Activity:
Below are lines of data; restate word for word those running from the line containing "pub mod tools;" to the line containing "pub use stdio::StdioTransport;", inclusive, and no others.

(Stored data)
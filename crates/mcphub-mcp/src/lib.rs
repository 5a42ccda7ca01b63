//! # mcphub-mcp
//!
//! Host-side MCP (Model Context Protocol) client.
//!
//! This crate provides:
//! - stdio (child process) and server-sent event transports
//! - JSON-RPC wire types and an MCP client with request correlation
//! - A multi-server host that aggregates tools, resources and prompts
//! - Loading of server definitions from JSON or TOML
//! - Conversion of tools into LLM function specifications

pub mod client;
pub mod error;
pub mod event_stream;
pub mod host;
pub mod loader;
pub mod protocol;
pub mod sse;
pub mod stdio;
pub mod tools;
pub mod transport;
pub mod types;

#[cfg(test)]
mod testing;

pub use client::{ClientOptions, McpClient};
pub use error::{McpError, TransportError};
pub use event_stream::SseTransport;
pub use host::McpHost;
pub use loader::{command_exists, ConfigFormat, ConfigLoader};
pub use stdio::StdioTransport;
pub use tools::{format_tool_result, parse_namespaced, to_function_specs, ToolFormat};
pub use transport::{create_transport, Transport, TransportFactory};
pub use types::{
    ClientStatus, ConnectionStatus, Prompt, PromptArgument, Resource, ServerConfig, ServerInfo,
    Tool, ToolOutput, ToolResult, TransportKind,
};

Exercise result:
pub mod tools;
pub mod transport;
pub mod types;

#[cfg(test)]
mod testing;

pub use client::{ClientOptions, McpClient};
pub use error::{McpError, TransportError};
pub use event_stream::SseTransport;
pub use host::McpHost;
pub use loader::{command_exists, ConfigFormat, ConfigLoader};
pub use stdio::StdioTransport;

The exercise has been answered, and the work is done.